Buluş hızında 10 yıl öncesiyle yarışacak düzeye gelmiş olmamız, iyi haberdir.
Kötü haber, buluşçulara bakışımızı değiştirmez ve daha olumlu noktaya taşıyamaz isek, başarının sürekli olamayacağıdır. İşte gerekçelerim:
1- Buluşçuluğun karşısındaki en büyük engel "icat çıkarma" direnişidir, bu kültürel kodu değiştirin.
2- İnovasyon tam olarak "eski köye yeni adet" getirmektir. Bunu yapanları düşman kabul etmeyin.
3- Sıra dışı olmak adına sıradan işlere prim vermeyin. Kurduğunuz AR-GE birimi, büyük ihtimalle ürün geliştirme atölyesidir.
4- Buluşçuluğa "farklı olanı cezalandıran" insan kaynakları birimlerinizi sorgulayarak başlayabilirsiniz.
5- Yeni bir iş fikri, ürün veya süreç önerilerini, her ne kadar saçma sapan olsa dahi, aşağılamayın, aksine ödüllendirin.
6- Komşunun tavuğuna "kaz" demeden önce kendi kümesinizdeki buluşçuları bulup çıkarın.

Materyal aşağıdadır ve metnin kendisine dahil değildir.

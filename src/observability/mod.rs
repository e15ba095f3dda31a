//! Observability subsystem.
//!
//! # Data Flow
//! ```text
//! Relay handler produces:
//!     → logging.rs (structured log events via tracing)
//!     → metrics.rs (request counters, latency histogram)
//!
//! Consumers:
//!     → Log aggregation (stdout)
//!     → Metrics endpoint (Prometheus scrape, opt-in)
//! ```

pub mod logging;
pub mod metrics;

7- AR-GE birimindekileri "sabah 9 akşam 6" mesaisine, kılık kıyafet şekilciliğine mahkûm etmeyin.
8- Sizden farklı olanı dün "yok ediyordunuz" zira varlığınız için tehdit oluşturuyordu.
9- Bugün onlara "tahammül" ediyorsunuz.
Çünkü yenileşim (inovasyon) şart.
10- Şayet icat çıkaranlarınızı tüm benliğinizle "sevmezseniz", yarınki dünya sizi barındırmayacaktır.